It was unavoidable that
sooner or later we'd have to spend the night in the car, in a
valley between bare, ocer coloured hills, in total solitude. As
the sun went down, the hills took on remarkable colours, changing
from yellow to brown and ocer hues. This is a spectacle that
is completely foreign to us Europeans. We were very tired and
dropped into our primitive beds as if they were soft comfortable
mattresses and within minutes, were asleep.
The next morning, it
transpired that in the next valley there was an indian hut. We
found Thelocephala fulva growing on the hilltops. We
asked a young indian boy if there was a well near by, which he
confirmed.

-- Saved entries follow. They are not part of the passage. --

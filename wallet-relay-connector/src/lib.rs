//! A core Rust library for supervising a wallet daemon process.
//!
//! This crate provides the building blocks for services that run a wallet
//! daemon on behalf of remote clients. It spawns and watches the daemon,
//! tracks its health and sync state over JSON-RPC, scans new blocks for
//! wallet-owned transfers and publishes everything it observes as events.
//!
//! # Key Components
//!
//! *   [`service::WalletService`]: The supervisor actor. Owns the daemon process,
//!     the polling, saving and scanning timers, and the process state. Driven
//!     through a clonable [`service::WalletServiceHandle`].
//! *   [`events::EventBus`]: A broadcast bus of [`events::ServiceEvent`]s any
//!     number of consumers can subscribe to.
//! *   [`rpc::WalletRpc`]: The call-by-name RPC boundary, implemented for the real
//!     daemon by [`client::JsonRpcClient`].
//! *   [`commands::Command`]: The fixed table of commands a remote client may issue.
//! *   [`storage::CursorStore`]: Persistence for the scan cursor.

/// JSON-RPC 2.0 client with amount scaling.
pub mod client;
/// The enumerated remote command table.
pub mod commands;
/// Defines configuration structures for the connector.
pub mod config;
pub mod error;
/// Lifecycle events and the broadcast bus.
pub mod events;
/// The pure health and sync state machine.
pub mod monitor;
/// Spawning the daemon and reading its console.
pub mod process;
pub mod rpc;
/// Block range planning and transfer decomposition.
pub mod scanner;
/// Cancellable repeating and one-shot timers.
pub mod scheduler;
/// The supervisor actor.
pub mod service;
/// A trait for persisting the scan cursor.
pub mod storage;

pub use client::JsonRpcClient;
pub use commands::Command;
pub use config::ConnectorConfig;
pub use error::{CommandTableError, ConfigError, ServiceError};
pub use events::{EventBus, ServiceEvent, StatusSnapshot, TransactionRecord};
pub use monitor::{Health, ProcessState};
pub use rpc::{RpcError, WalletRpc};
pub use service::{WalletService, WalletServiceHandle};
pub use storage::CursorStore;
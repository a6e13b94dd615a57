//! # Command table
//!
//! The complete, enumerated set of requests a remote client may issue. Every
//! command maps 1:1 onto a daemon RPC method of the same name, except
//! `newTransfer`, which is answered locally.

use crate::error::CommandTableError;
use crate::rpc::{RpcError, WalletRpc};
use serde_json::{json, Value};
use std::collections::HashSet;

#[derive(Debug, Clone, Copy, PartialEq, Eq, Hash)]
pub enum Command {
    GetStatus,
    GetNodeFeeInfo,
    GetViewKey,
    GetSpendKeys,
    GetMnemonicSeed,
    GetAddresses,
    CreateAddress,
    DeleteAddress,
    GetBalance,
    GetBlockHashes,
    GetTransactionHashes,
    GetTransactions,
    GetUnconfirmedTransactionHashes,
    GetTransaction,
    Save,
    Reset,
    NewTransfer,
    SendTransaction,
    CreateDelayedTransaction,
    GetDelayedTransactionHashes,
    DeleteDelayedTransaction,
    SendDelayedTransaction,
    SendFusionTransaction,
    EstimateFusion,
}

impl Command {
    pub const ALL: [Command; 24] = [
        Command::GetStatus,
        Command::GetNodeFeeInfo,
        Command::GetViewKey,
        Command::GetSpendKeys,
        Command::GetMnemonicSeed,
        Command::GetAddresses,
        Command::CreateAddress,
        Command::DeleteAddress,
        Command::GetBalance,
        Command::GetBlockHashes,
        Command::GetTransactionHashes,
        Command::GetTransactions,
        Command::GetUnconfirmedTransactionHashes,
        Command::GetTransaction,
        Command::Save,
        Command::Reset,
        Command::NewTransfer,
        Command::SendTransaction,
        Command::CreateDelayedTransaction,
        Command::GetDelayedTransactionHashes,
        Command::DeleteDelayedTransaction,
        Command::SendDelayedTransaction,
        Command::SendFusionTransaction,
        Command::EstimateFusion,
    ];

    /// The wire name, which is also the daemon RPC method name.
    pub fn name(self) -> &'static str {
        match self {
            Command::GetStatus => "getStatus",
            Command::GetNodeFeeInfo => "getNodeFeeInfo",
            Command::GetViewKey => "getViewKey",
            Command::GetSpendKeys => "getSpendKeys",
            Command::GetMnemonicSeed => "getMnemonicSeed",
            Command::GetAddresses => "getAddresses",
            Command::CreateAddress => "createAddress",
            Command::DeleteAddress => "deleteAddress",
            Command::GetBalance => "getBalance",
            Command::GetBlockHashes => "getBlockHashes",
            Command::GetTransactionHashes => "getTransactionHashes",
            Command::GetTransactions => "getTransactions",
            Command::GetUnconfirmedTransactionHashes => "getUnconfirmedTransactionHashes",
            Command::GetTransaction => "getTransaction",
            Command::Save => "save",
            Command::Reset => "reset",
            Command::NewTransfer => "newTransfer",
            Command::SendTransaction => "sendTransaction",
            Command::CreateDelayedTransaction => "createDelayedTransaction",
            Command::GetDelayedTransactionHashes => "getDelayedTransactionHashes",
            Command::DeleteDelayedTransaction => "deleteDelayedTransaction",
            Command::SendDelayedTransaction => "sendDelayedTransaction",
            Command::SendFusionTransaction => "sendFusionTransaction",
            Command::EstimateFusion => "estimateFusion",
        }
    }

    pub fn from_name(name: &str) -> Option<Self> {
        Self::ALL.iter().copied().find(|c| c.name() == name)
    }

    /// Whether the command is answered without calling the daemon.
    pub fn is_local(self) -> bool {
        matches!(self, Command::NewTransfer)
    }

    /// Checks that every wire name is unique and resolves back to its command.
    pub fn validate_table() -> Result<(), CommandTableError> {
        let mut seen = HashSet::new();
        for command in Self::ALL {
            if !seen.insert(command.name()) {
                return Err(CommandTableError::DuplicateName(command.name()));
            }
            if Self::from_name(command.name()) != Some(command) {
                return Err(CommandTableError::Unresolved(command.name()));
            }
        }
        Ok(())
    }

    /// Executes the command against the daemon (or locally for `newTransfer`).
    pub async fn execute(self, rpc: &dyn WalletRpc, params: Value) -> Result<Value, RpcError> {
        if self.is_local() {
            return new_transfer(&params);
        }
        rpc.call(self.name(), params).await
    }
}

/// Builds a transfer object suitable for the `transfers` list of `sendTransaction`.
fn new_transfer(params: &Value) -> Result<Value, RpcError> {
    let address = params
        .get("address")
        .and_then(Value::as_str)
        .filter(|a| !a.is_empty())
        .ok_or_else(|| RpcError::InvalidParams("'address' must be a non-empty string".into()))?;
    let amount = params
        .get("amount")
        .and_then(Value::as_f64)
        .filter(|a| *a > 0.0)
        .ok_or_else(|| RpcError::InvalidParams("'amount' must be a positive number".into()))?;
    Ok(json!({ "address": address, "amount": amount }))
}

However, the water in the well to be very brackish,
something that the boy's family and the local llama species, the
Guanaco, had apparently grown used to. We were able to enjoy a
good wash and topped up the car. The boy emerged from the hut with
arrow heads that he had found in the Desert. Apparently, hundreds
of years ago, the Incas from Cuzco in Peru had fought a battle
against local wild Indian tribes from the desert, who were as much
a threat to supply routes as the armies of Napoleon and Hitler in
the steppes of the Russian winter.
Before reaching the main
road we drove through an area with many clumps of
Copiapoa dura. When we eventually reached the Pan Americana,
we stopped at a primitive inn, where the petrol had run out. After
much debate we were able to obtain 10 liter 'gasolina', so that we
finally arrived safely in the town of Copiapó, where, in a simple
hotel we enjoyed a refreshing shower.